Perhaps the most obvious of all the causes of adrenal fatigue is chronic stress. I have alluded to this before however I’d like to point out here that the term ‘stress’ can refer to physical or psychological stress. For example, physical stress could include: toxins, infections, nutrient deficiencies, hormone imbalances, allergies and certain prescription medications. Psychological stress could be events such as: a divorce, an unhappy marriage, a stressful job, a difficult family life, or a lack of social or familial support. It could also come in the form of imagined stress. For instance, re-living past trauma or worrying about what people may be thinking of you, still takes the same toll on your body as any other stressful current event would. The fact is, the body doesn’t know the difference between a psychological stress – real or imagined – and a physical emergency. To the body, stress is stress; whether  physical or psychological or both.  They  are all equally detrimental to the adrenals. Another of the many causes of adrenal fatigue is poor diet. A diet high in sugar, simple carbohydrates, food preservatives, alcohol or stimulants like caffeine, leads to adrenal dysfunction. These foods cause the blood sugar to spike and in order to regulate glucose levels the adrenal cortex must produce excess cortisol. Over time, this leads to adrenal dysfunction.

Assessment and treatment of adrenal dysfunction:

The most common laboratory evaluation I use for adrenal fatigue is a 4-point salivary cortisol test. Salivary cortisol concentrations reflect the free, biologically active fraction of cortisol in the plasma and provide results that are of greater diagnostic significance than plasma total concentrations alone (Peters and Walker).

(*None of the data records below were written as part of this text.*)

//! Task Source: turns raw records into [`WorkItem`]s.
//!
//! The builders here are pure: they take already-read text and never touch the
//! network. Malformed records are logged and skipped, they never abort a batch.
//! The whole sequence is materialized before dispatch, which bounds the input
//! size by available memory.

use std::{path::Path, sync::Arc};

use rand::{Rng, seq::SliceRandom};
use reqwest::Method;
use serde::Deserialize;

use crate::{
    config::QuerySpec,
    error::{Error, Result},
};

/// Placeholder replaced by the identifier in query templates.
pub const ID_PLACEHOLDER: &str = "{id}";

/// Where a [`WorkItem`] goes and how it gets there.
#[derive(Clone, Debug, PartialEq, Eq)]
pub enum Target {
    /// `PUT {base}/{resource_type}/{id}`
    Upload { resource_type: String, id: String },
    /// `POST {base}/{resource_type}`, never authenticated.
    Probe { resource_type: String },
    /// `GET {base}{path}`, with the identifier already substituted in `path`.
    Query { name: Arc<str>, path: String },
}

impl Target {
    pub fn method(&self) -> Method {
        match self {
            Self::Upload { .. } => Method::PUT,
            Self::Probe { .. } => Method::POST,
            Self::Query { .. } => Method::GET,
        }
    }

    /// Joins the base URL and the target's path. A trailing `/` on the base is ignored.
    pub fn url(&self, base_url: &str) -> String {
        let base = base_url.trim_end_matches('/');
        match self {
            Self::Upload { resource_type, id } => format!("{base}/{resource_type}/{id}"),
            Self::Probe { resource_type } => format!("{base}/{resource_type}"),
            Self::Query { path, .. } => format!("{base}{path}"),
        }
    }

    pub fn sends_auth(&self) -> bool {
        !matches!(self, Self::Probe { .. })
    }

    /// Whether the response body should be kept for the output sink.
    pub fn keeps_body(&self) -> bool {
        matches!(self, Self::Query { .. })
    }
}

/// One unit of dispatchable work. Immutable once built.
#[derive(Clone, Debug, PartialEq, Eq)]
pub struct WorkItem {
    /// Position in task-source order. Survives shuffling.
    pub index: usize,
    pub target: Target,
    pub payload: Option<String>,
}

/// The only part of a FHIR resource the uploader needs.
#[derive(Deserialize)]
struct ResourceHeader {
    id: Option<String>,
}

/// File name up to its first `.`: `data/Patient.ndjson` gives `Patient`.
///
/// Every extension is dropped, not only the last one, so
/// `Condition.invalid.ndjson` gives `Condition` rather than `Condition.invalid`.
pub fn resource_type_from_path(path: &Path) -> Option<String> {
    let name = path.file_name()?.to_str()?;
    let stem = name.split('.').next()?;
    (!stem.is_empty()).then(|| stem.to_owned())
}

/// One upload item per NDJSON line, paired with the `id` found in that same line.
///
/// Blank lines are ignored. Lines that are not JSON, or that carry no `id`, are
/// logged and skipped.
pub fn upload_items(resource_type: &str, ndjson: &str) -> Vec<WorkItem> {
    let mut items = Vec::new();
    for (line_no, line) in ndjson.lines().enumerate() {
        let line = line.trim();
        if line.is_empty() {
            continue;
        }
        let id = match serde_json::from_str::<ResourceHeader>(line) {
            Ok(ResourceHeader { id: Some(id) }) if !id.is_empty() => id,
            Ok(_) => {
                tracing::warn!("{resource_type} line {}: resource has no id, skipping", line_no + 1);
                continue;
            }
            Err(e) => {
                tracing::warn!("{resource_type} line {}: malformed JSON ({e}), skipping", line_no + 1);
                continue;
            }
        };
        items.push(WorkItem {
            index: items.len(),
            target: Target::Upload {
                resource_type: resource_type.to_owned(),
                id,
            },
            payload: Some(line.to_owned()),
        });
    }
    items
}

/// One probe item per non-blank line. Lines are sent as-is: they are expected to
/// be invalid, so nothing is parsed.
pub fn probe_items(resource_type: &str, ndjson: &str) -> Vec<WorkItem> {
    ndjson
        .lines()
        .filter(|line| !line.trim().is_empty())
        .enumerate()
        .map(|(index, line)| WorkItem {
            index,
            target: Target::Probe {
                resource_type: resource_type.to_owned(),
            },
            payload: Some(line.to_owned()),
        })
        .collect()
}

/// Identifiers of a pool file: one per line, trimmed, blank lines dropped.
pub fn parse_id_pool(content: &str) -> Vec<String> {
    content
        .lines()
        .map(str::trim)
        .filter(|id| !id.is_empty())
        .map(str::to_owned)
        .collect()
}

pub async fn load_id_pool(path: &Path) -> Result<Vec<String>> {
    let content = tokio::fs::read_to_string(path)
        .await
        .map_err(|e| Error::io(path, e))?;
    Ok(parse_id_pool(&content))
}

/// One query item per (query, identifier) pair, in query order then pool order.
pub fn query_items<'a, I>(pools: I) -> Vec<WorkItem>
where
    I: IntoIterator<Item = (&'a QuerySpec, Vec<String>)>,
{
    let mut items = Vec::new();
    for (query, ids) in pools {
        let name: Arc<str> = Arc::from(query.name.as_str());
        for id in ids {
            items.push(WorkItem {
                index: items.len(),
                target: Target::Query {
                    name: name.clone(),
                    path: query.query_code.replace(ID_PLACEHOLDER, &id),
                },
                payload: None,
            });
        }
    }
    items
}

/// Loads the identifier pool of every query and builds the replay items.
///
/// A query whose pool cannot be read is logged and left out.
pub async fn load_query_items(queries: &[QuerySpec]) -> Vec<WorkItem> {
    let mut pools = Vec::with_capacity(queries.len());
    for query in queries {
        match load_id_pool(&query.id_pool_file).await {
            Ok(ids) => {
                tracing::info!("Loaded {} identifiers for query {}", ids.len(), query.name);
                pools.push((query, ids));
            }
            Err(e) => tracing::error!("Skipping query {}: {e}", query.name),
        }
    }
    query_items(pools)
}

/// Uniform random permutation with a fresh seed.
pub fn shuffle(items: &mut [WorkItem]) {
    shuffle_with(items, &mut rand::thread_rng());
}

pub fn shuffle_with<R: Rng + ?Sized>(items: &mut [WorkItem], rng: &mut R) {
    items.shuffle(rng);
}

I have developed what I refer to as ‘the 3 legged’ and ‘the4 legged’ approach to treating adrenal dysfunction. At the most basic level, the first leg of my approach covers modifications in nutrition and lifestyle. Eating organically grown, phytochemically dense food that is devoid of fillers and preservatives is a must. Meals need to have a low glycemic load and good sources of clean protein. The majority of your plate (about 2/3) must be composed of vegetables, and a few servings of low glycemic load fruits can be included as well. Chewing food appropriately and hydrating well are also important. Next in leg 1 is the lifestyle component. This includes exercise that is appropriate for the stage of adrenal dysfunction. A person in stage 1 adrenal dysfunction with high cortisol levels would need more of an aerobic program, whereas someone in stage 3 needs more gentle movement that will not cause further stress to the body. I also address the level of stress in one’s life and how to best modify it. It is crucial to have hobbies that are enjoyable and a relaxation protocol that really works for each particular patient. The second leg involves tailored nutraceuticals that help heal and reverse the adrenal dysfunction. This can include nutraceuticals like a B-Complex with B6 in the activated or P-5-P form, 5-MTHF, biotin, omega 3 fatty acids, vitamin C and zinc. These are all the well researched vitamins and minerals that help heal the adrenals. The 3rd leg is adaptogens. Adaptogens are herbs and botanicals that help the body adapt to the stressors and also may facilitate communication between the adrenals and the higher centers of the brain. The 4th  and optional leg is hormonal supplementation. Hormonal supplementation can help the adrenals recover more quickly and may assist both the brain and adrenals to re-establish their balance and connection together. The most commons hormones I use are DHEA and pregnenolone in very low doses. I only use hormones along with the other 3 legs. Luckily, in many cases we may only need the first 3 legs to bring the patient back to balance.

A Final Word

In conclusion, the most important aspects of addressing adrenal dysfunction are to stage the patient and understand the root cause of the dysfunction. Then, and only then, can a personalized approach utilizing functional medicine tools be tailored to the individual needs of each patient.With focus and attention to the nutritional content of the diet, lifestyle modification, supplementation with vitamins, minerals, adptogens and possibly hormones, the good news is that it is fully possible to achieve a complete recovery from adrenal dysfunction.